▶ _The problem_
Among the entries, find the lines with the string "KernelOptError" and copy them.

▶ _Entries supplied_
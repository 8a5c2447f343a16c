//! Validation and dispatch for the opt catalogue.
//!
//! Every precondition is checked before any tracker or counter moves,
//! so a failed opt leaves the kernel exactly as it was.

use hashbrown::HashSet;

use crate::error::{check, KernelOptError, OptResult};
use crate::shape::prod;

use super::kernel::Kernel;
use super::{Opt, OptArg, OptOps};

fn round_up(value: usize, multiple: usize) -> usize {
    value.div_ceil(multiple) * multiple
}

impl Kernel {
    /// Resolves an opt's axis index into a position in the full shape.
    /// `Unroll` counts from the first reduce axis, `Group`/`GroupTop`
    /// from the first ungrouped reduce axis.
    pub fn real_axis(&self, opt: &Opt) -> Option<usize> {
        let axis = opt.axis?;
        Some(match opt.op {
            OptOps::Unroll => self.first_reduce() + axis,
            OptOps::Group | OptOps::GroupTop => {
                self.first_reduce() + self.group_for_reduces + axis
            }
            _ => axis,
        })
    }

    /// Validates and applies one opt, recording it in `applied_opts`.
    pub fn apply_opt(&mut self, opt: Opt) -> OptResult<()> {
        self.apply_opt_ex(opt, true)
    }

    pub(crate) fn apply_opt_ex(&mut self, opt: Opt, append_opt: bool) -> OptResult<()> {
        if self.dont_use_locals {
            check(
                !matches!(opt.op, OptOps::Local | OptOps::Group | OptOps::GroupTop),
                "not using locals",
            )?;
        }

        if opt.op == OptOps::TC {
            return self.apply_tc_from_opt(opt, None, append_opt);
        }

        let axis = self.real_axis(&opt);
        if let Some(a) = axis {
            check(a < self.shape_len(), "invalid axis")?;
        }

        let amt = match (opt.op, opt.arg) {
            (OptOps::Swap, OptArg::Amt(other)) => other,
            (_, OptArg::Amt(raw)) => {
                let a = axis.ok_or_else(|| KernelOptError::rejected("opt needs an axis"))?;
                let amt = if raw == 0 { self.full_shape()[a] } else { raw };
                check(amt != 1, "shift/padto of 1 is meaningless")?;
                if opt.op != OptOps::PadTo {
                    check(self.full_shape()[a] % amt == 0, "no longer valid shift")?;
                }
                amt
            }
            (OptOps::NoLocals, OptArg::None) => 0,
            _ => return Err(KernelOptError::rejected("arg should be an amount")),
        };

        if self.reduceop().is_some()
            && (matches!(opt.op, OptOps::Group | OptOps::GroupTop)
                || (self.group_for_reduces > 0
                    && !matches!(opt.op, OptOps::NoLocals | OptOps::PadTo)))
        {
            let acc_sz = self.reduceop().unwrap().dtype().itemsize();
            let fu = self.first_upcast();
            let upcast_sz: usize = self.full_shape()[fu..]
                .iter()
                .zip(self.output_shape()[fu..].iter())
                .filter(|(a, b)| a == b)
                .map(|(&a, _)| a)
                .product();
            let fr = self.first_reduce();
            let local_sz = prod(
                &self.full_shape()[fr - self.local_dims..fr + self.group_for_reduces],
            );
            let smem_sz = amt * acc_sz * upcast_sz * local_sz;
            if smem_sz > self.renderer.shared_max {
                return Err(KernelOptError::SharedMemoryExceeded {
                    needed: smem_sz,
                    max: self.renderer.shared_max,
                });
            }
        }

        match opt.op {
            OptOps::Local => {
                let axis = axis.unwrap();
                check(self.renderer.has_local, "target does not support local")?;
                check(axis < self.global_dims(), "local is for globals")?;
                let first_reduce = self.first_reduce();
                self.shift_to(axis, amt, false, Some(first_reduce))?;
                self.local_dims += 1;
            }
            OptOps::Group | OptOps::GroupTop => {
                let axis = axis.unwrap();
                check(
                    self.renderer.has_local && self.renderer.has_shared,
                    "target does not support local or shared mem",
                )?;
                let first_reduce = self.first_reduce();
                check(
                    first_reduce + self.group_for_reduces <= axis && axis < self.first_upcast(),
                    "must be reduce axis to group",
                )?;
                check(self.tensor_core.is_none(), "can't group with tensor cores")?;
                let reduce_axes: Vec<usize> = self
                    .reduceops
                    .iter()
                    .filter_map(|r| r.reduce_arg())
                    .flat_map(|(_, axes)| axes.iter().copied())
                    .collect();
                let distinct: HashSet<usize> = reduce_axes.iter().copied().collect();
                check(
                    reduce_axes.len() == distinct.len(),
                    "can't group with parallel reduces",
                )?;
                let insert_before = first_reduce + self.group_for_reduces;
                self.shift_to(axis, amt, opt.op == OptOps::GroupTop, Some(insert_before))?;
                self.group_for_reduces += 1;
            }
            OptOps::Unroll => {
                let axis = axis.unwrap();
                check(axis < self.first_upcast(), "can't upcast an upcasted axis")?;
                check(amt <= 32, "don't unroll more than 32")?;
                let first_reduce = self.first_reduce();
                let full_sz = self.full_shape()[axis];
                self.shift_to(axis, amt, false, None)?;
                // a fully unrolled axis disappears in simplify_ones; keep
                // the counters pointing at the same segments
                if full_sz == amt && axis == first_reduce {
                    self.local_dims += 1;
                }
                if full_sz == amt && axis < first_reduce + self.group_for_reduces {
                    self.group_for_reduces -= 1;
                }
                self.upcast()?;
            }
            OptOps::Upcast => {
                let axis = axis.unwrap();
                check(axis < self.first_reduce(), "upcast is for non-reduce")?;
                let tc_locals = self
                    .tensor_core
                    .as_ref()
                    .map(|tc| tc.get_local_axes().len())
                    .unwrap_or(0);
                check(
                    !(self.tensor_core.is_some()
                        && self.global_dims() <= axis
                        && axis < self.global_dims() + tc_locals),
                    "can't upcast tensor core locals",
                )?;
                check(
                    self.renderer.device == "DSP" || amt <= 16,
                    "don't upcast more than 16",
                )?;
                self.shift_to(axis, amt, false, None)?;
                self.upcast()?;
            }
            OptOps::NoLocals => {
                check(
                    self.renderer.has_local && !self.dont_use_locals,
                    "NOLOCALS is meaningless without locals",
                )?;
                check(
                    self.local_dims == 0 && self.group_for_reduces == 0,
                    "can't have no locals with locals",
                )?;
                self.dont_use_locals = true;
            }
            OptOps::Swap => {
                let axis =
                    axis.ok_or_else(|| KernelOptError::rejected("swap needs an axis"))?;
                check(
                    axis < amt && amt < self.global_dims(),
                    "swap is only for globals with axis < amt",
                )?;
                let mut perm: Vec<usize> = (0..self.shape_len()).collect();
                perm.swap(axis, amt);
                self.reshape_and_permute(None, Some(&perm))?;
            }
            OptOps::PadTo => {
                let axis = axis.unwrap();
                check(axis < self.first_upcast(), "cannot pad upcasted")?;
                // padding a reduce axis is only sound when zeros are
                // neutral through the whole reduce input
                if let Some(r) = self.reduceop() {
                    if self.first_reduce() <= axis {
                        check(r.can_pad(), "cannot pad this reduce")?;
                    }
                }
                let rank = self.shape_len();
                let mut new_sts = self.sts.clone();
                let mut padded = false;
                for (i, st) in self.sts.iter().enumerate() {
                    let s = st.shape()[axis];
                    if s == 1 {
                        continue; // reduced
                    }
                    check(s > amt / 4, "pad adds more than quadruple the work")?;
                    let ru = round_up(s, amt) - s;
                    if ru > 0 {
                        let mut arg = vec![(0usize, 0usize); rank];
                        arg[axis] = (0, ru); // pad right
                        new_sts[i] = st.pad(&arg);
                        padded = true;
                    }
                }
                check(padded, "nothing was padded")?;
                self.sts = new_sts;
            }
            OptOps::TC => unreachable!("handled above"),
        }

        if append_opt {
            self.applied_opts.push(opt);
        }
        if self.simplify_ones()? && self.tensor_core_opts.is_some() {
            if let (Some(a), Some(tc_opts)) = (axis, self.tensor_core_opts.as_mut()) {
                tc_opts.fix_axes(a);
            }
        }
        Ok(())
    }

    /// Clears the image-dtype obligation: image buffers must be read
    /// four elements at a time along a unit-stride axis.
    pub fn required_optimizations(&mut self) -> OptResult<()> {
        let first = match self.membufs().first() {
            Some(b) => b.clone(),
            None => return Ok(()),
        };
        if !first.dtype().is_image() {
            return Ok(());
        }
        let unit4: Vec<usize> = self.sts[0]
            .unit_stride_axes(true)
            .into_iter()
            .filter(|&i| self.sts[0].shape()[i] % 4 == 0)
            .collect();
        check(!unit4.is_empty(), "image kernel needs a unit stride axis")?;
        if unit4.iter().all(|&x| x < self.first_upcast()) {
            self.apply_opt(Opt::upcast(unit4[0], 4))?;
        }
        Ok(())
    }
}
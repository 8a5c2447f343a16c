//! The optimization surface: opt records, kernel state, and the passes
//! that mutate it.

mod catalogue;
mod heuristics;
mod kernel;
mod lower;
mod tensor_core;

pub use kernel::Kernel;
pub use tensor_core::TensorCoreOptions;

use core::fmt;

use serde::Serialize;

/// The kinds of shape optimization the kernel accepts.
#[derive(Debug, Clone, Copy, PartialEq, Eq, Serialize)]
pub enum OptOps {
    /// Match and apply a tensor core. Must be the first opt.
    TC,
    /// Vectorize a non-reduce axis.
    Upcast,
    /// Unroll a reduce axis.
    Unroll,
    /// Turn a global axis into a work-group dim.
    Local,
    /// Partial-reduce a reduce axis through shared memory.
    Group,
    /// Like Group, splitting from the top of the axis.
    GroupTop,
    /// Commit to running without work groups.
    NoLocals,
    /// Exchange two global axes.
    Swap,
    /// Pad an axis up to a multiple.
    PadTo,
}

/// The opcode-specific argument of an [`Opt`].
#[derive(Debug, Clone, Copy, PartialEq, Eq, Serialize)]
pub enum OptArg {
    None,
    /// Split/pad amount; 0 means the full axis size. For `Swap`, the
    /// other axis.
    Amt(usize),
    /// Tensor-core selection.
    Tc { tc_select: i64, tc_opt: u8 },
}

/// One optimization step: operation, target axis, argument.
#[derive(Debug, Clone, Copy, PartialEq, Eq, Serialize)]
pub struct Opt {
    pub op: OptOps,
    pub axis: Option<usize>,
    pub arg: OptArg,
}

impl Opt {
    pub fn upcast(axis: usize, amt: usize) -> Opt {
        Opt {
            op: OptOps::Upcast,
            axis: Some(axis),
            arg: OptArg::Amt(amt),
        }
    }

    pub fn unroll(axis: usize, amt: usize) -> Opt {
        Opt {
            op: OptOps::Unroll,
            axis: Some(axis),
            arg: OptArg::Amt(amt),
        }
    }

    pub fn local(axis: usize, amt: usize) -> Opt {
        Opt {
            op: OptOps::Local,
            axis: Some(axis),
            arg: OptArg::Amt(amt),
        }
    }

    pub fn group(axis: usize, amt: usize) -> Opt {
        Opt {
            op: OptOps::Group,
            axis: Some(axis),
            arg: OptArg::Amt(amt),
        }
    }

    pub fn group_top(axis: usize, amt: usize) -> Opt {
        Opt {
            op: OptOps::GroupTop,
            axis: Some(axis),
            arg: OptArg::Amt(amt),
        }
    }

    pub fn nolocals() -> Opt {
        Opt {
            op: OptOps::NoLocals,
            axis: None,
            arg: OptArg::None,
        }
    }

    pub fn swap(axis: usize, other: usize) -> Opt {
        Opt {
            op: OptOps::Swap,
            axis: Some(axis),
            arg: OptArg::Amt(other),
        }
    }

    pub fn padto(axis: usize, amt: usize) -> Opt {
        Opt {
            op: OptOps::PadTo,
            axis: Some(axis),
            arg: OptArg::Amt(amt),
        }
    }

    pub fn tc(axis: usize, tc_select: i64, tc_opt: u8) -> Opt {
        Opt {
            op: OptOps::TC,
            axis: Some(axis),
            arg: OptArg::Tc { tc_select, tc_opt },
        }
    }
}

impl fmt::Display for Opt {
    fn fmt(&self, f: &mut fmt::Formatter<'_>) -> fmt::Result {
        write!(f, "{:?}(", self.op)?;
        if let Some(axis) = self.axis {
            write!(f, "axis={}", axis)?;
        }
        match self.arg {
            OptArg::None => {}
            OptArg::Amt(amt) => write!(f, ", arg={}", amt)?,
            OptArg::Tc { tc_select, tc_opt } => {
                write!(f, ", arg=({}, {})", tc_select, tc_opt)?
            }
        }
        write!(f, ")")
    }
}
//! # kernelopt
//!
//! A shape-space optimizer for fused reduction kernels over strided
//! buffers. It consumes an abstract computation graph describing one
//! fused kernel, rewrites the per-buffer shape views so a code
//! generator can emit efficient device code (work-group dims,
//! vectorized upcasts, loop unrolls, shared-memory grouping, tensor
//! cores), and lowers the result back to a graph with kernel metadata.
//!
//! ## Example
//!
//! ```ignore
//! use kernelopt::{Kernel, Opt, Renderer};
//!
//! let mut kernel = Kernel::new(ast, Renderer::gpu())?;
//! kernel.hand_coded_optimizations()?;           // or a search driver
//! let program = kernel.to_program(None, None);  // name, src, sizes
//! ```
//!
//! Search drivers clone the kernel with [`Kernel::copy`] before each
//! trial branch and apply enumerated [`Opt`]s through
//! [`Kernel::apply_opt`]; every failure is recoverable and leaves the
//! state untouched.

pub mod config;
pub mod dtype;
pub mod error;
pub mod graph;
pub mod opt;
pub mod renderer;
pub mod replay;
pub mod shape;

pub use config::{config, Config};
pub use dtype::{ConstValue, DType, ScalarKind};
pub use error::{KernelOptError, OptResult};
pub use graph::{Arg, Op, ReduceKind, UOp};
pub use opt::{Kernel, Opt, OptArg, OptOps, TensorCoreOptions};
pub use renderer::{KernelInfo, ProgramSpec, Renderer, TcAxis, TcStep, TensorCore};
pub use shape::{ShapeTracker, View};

▶ _Exercise result_
use crate::error::{check, KernelOptError, OptResult};
                let a = axis.ok_or_else(|| KernelOptError::rejected("opt needs an axis"))?;
            _ => return Err(KernelOptError::rejected("arg should be an amount")),
                return Err(KernelOptError::SharedMemoryExceeded {
                    axis.ok_or_else(|| KernelOptError::rejected("swap needs an axis"))?;
pub use error::{KernelOptError, OptResult};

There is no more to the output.